First barcode = 2. line in file (1. = header), omit any/empty comment lines.
Seed library-ID relative to the seed library files defined.
Either 1,2,3,... or A,B,C,...
In the example Gecko Library A and B were used. Thus A or B are defined to scan the sample to its respective library.
1/A corresponds to the first library file added to the Seed library text field, 2/B to the second library file, ....

To preview the barcode-pairs file, click the View button right to the Barcode-pairs field:

(Click image to see the file)
The barcode-pairs file has to be adapted to a specific analysis.
Check that:

Correct Bar code lists are used
Correect bar-code pairs are defined.
Keep in mind: empty/comment lines in bar code lists are ignored and not counted !!
E.g.: Barcode pair LVgRNA-F-20 (line six in the eample above references
Barcode pair 5<=>20 from above bar code list.
Due to comment lines BC-05 is found in line 7 of the bar code file,
BC-20 in line 23 of the respective barcode list file !
Check that Library IDs correspond to the order how the library files are defined.
"A","B","C",... or "1","2","3", ... only give the number of the specified library
but do not reflect any internal naming of libraries.

Seeds

The sequence are compared to the list of (gene) target specific constructs used in the experiment.

SeedScan expects a list of these seeds:

Tab delimited text file
First line = Header => not used
Empty lines => ignored
Lines starting with "#" = any comment => not used
all other lines are interpreted as (gene) target specific seed sequences
one seed sequence per line
Tab delimited: Target name and seed sequence
Seeds should ONLY contain base characters (A,C,G,T), not case sensitive.
No additional/leading/tailing spaces, base numbering, ...
All seeds start at the same position in all constructs
All seeds have the same length

To preview the seeds file, click the View button right to the Seed file field:

(Click image to see the file)

The example shows a part (first hundred from 65383 seeds) of the Gecko A library.

Sequences

Sequences to analyze (one forward and optional one reverse read) are multiple sequence files in FastQ sequence format.

ASCII text files
Four lines per read
First line: sequence name, coordinates of the respective cluster, ... => not used
Second line: Sequence
100.. 250 base characters (A,C,G,T) non case sensitive
No additional/leading/trailing spaces, base numbering, ...
Thrid line: orientation => not used
Fourth line: Base quality string => not used
Forward/reverse read FastQ file contain the same number of reads in exactly the same order.

FastQ files may be supplied as straight text files or as GZ-compressed archives.

The example shows a part of a FastQ multiple sequence file, sequence lines highlighted.:

(Click image to see the file)
First hundred from ~350 Million reads in the original file.

Result matrix

Counting results are saved as a tab-delimited count matrix.

tab delimited text
samples (barcode-pairs) in columns
target (gene) specific seeds in rows
several annotation columns
Seed name, Seed sequence, Total count across all samples, Relative proportion of this seed, ...
several annotation rows
Sample (barcode-pair)name, barcode sequences, total count accross all seeds, Relative proportion of this sample

The matrix is stored at regluar intervals during an anlysis run.

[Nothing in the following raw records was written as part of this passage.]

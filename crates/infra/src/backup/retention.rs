//! Deletion and age-based retention.

use chrono::{DateTime, Duration, Utc};
use tracing::{info, instrument, warn};

use benchvault_core::{BackupId, CleanupReport};

use super::BackupService;
use crate::error::{BackupError, BackupResult};

impl BackupService {
    /// Remove a backup's artifact (best effort) and its journal record.
    ///
    /// The record is removed even when the file is already gone.
    #[instrument(skip(self), fields(backup_id = %id))]
    pub async fn delete_backup(&self, id: BackupId) -> BackupResult<()> {
        let journal = self.journal.load().await?;
        let record = journal.find(id).ok_or_else(|| BackupError::not_found(id))?;

        match tokio::fs::remove_file(&record.filepath).await {
            Ok(()) => info!(path = %record.filepath.display(), "backup file deleted"),
            Err(e) => warn!(
                path = %record.filepath.display(),
                error = %e,
                "backup file not found or could not be deleted"
            ),
        }

        // A concurrent delete may have won the race.
        let removed = self
            .journal
            .remove_backup(id)
            .await?
            .ok_or_else(|| BackupError::not_found(id))?;

        info!(backup = %removed.name, "backup deleted");
        Ok(())
    }

    /// Delete every backup created more than `days_to_keep` days ago.
    ///
    /// Each deletion is independent; failures are logged and counted in
    /// `total` but not in `deleted`. A horizon reaching past the earliest
    /// representable time expires nothing.
    #[instrument(skip(self))]
    pub async fn cleanup_old_backups(&self, days_to_keep: u32) -> BackupResult<CleanupReport> {
        let Some(cutoff) = retention_cutoff(Utc::now(), days_to_keep) else {
            warn!(days_to_keep, "retention horizon out of range; nothing to clean up");
            return Ok(CleanupReport::default());
        };
        let journal = self.journal.load().await?;
        let expired: Vec<BackupId> = journal
            .backups
            .iter()
            .filter(|b| b.is_older_than(cutoff))
            .map(|b| b.id)
            .collect();

        let mut report = CleanupReport {
            deleted: 0,
            total: expired.len(),
        };
        for id in expired {
            match self.delete_backup(id).await {
                Ok(()) => report.deleted += 1,
                Err(e) => warn!(backup_id = %id, error = %e, "could not delete expired backup"),
            }
        }

        info!(deleted = report.deleted, total = report.total, "old backups cleaned up");
        Ok(report)
    }
}

/// `now - days`, or `None` when that instant is not representable.
fn retention_cutoff(now: DateTime<Utc>, days: u32) -> Option<DateTime<Utc>> {
    Duration::try_days(i64::from(days)).and_then(|horizon| now.checked_sub_signed(horizon))
}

Thus the scan may be Paused and the result matrix may be viewed and preliminaryly analyzed.

The TotCount row gives the absolute number od sequences for the respective barcode-pair / sample.
This allows to compare total amount of analyzed DNA and thus, draw conclusions about sample concentration/preparation.

To allow easy comparison of samples from different runs, count values for the seeds (genes) are normalized to 1 Million total reads (~RPFM).
As each seed should match only once on a gene, counts are not normalized to the target (gene) length.

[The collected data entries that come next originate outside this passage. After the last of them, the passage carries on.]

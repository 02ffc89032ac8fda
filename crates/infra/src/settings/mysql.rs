//! MySQL-backed settings store.
//!
//! Reads and writes rows of the application's `SystemSetting` table. New keys
//! are inserted as `type = 'string'`, `category = 'system'`.

use async_trait::async_trait;
use sqlx::mysql::MySqlPoolOptions;
use sqlx::{MySqlPool, Row};
use tracing::debug;

use super::{SettingsError, SettingsStore};

/// Settings store over an existing MySQL pool.
#[derive(Debug, Clone)]
pub struct MySqlSettingsStore {
    pool: MySqlPool,
}

impl MySqlSettingsStore {
    pub fn new(pool: MySqlPool) -> Self {
        Self { pool }
    }

    /// Connect a small pool to `url`.
    pub async fn connect(url: &str) -> Result<Self, SettingsError> {
        let pool = MySqlPoolOptions::new()
            .max_connections(2)
            .connect(url)
            .await
            .map_err(map_sqlx_error)?;
        Ok(Self::new(pool))
    }
}

fn map_sqlx_error(err: sqlx::Error) -> SettingsError {
    SettingsError::Storage(err.to_string())
}

#[async_trait]
impl SettingsStore for MySqlSettingsStore {
    async fn get(&self, key: &str) -> Result<Option<String>, SettingsError> {
        let row = sqlx::query("SELECT value FROM SystemSetting WHERE `key` = ?")
            .bind(key)
            .fetch_optional(&self.pool)
            .await
            .map_err(map_sqlx_error)?;

        match row {
            Some(row) => row
                .try_get::<Option<String>, _>("value")
                .map_err(map_sqlx_error),
            None => Ok(None),
        }
    }

    async fn set(&self, key: &str, value: &str) -> Result<(), SettingsError> {
        let exists = sqlx::query("SELECT 1 FROM SystemSetting WHERE `key` = ?")
            .bind(key)
            .fetch_optional(&self.pool)
            .await
            .map_err(map_sqlx_error)?
            .is_some();

        if exists {
            sqlx::query("UPDATE SystemSetting SET value = ? WHERE `key` = ?")
                .bind(value)
                .bind(key)
                .execute(&self.pool)
                .await
                .map_err(map_sqlx_error)?;
        } else {
            sqlx::query(
                r#"
                INSERT INTO SystemSetting (`key`, value, type, category, description)
                VALUES (?, ?, 'string', 'system', ?)
                "#,
            )
            .bind(key)
            .bind(value)
            .bind(format!("Auto backup setting: {key}"))
            .execute(&self.pool)
            .await
            .map_err(map_sqlx_error)?;
        }

        debug!(key, "setting persisted");
        Ok(())
    }
}
//! Backup and restore engines.
//!
//! ## Components
//!
//! - `create`: dump → optional gzip → journal append
//! - `restore`: decompress → optional drop/create → apply → audit event
//! - `catalog`: list/get/statistics over the journal
//! - `retention`: delete and age-based cleanup
//!
//! All engine operations hang off [`BackupService`], which owns the
//! configuration and a handle to the journal task.

mod catalog;
mod compress;
mod create;
mod restore;
mod retention;

use std::sync::Arc;

use async_trait::async_trait;

use benchvault_core::{BackupOptions, BackupRecord, CleanupReport};

use crate::config::BackupConfig;
use crate::error::BackupResult;
use crate::journal::JournalHandle;

/// The operations the scheduler needs from the engines.
///
/// Implemented by [`BackupService`]; tests substitute a fake.
#[async_trait]
pub trait BackupRunner: Send + Sync {
    async fn create_backup(&self, options: BackupOptions) -> BackupResult<BackupRecord>;

    async fn cleanup_old_backups(&self, days_to_keep: u32) -> BackupResult<CleanupReport>;
}

/// Backup/restore service over one database.
#[derive(Debug, Clone)]
pub struct BackupService {
    config: Arc<BackupConfig>,
    journal: JournalHandle,
}

impl BackupService {
    pub fn new(config: BackupConfig, journal: JournalHandle) -> Self {
        Self {
            config: Arc::new(config),
            journal,
        }
    }

    /// Build a service whose journal lives in the configured backup directory.
    ///
    /// Must be called from within a tokio runtime.
    pub fn open(config: BackupConfig) -> Self {
        let journal = JournalHandle::spawn(config.journal_path());
        Self::new(config, journal)
    }

    pub fn config(&self) -> &BackupConfig {
        &self.config
    }

    pub fn journal(&self) -> &JournalHandle {
        &self.journal
    }
}

#[async_trait]
impl BackupRunner for BackupService {
    async fn create_backup(&self, options: BackupOptions) -> BackupResult<BackupRecord> {
        BackupService::create_backup(self, options).await
    }

    async fn cleanup_old_backups(&self, days_to_keep: u32) -> BackupResult<CleanupReport> {
        BackupService::cleanup_old_backups(self, days_to_keep).await
    }
}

To preview the result matrix file, click the View button right to the Result matrix field:

(Click image to see the file)

The example shows a part (first hundred from 65383 seeds, 6 from 15 samples) of a targeting screen with the Gecko A library.
Due to the experiments selection pressure only few target's guides are preserved in the analyzed cells. Thus most counts seed/sample-cells are 0.
Especially in the tiny partial result sample.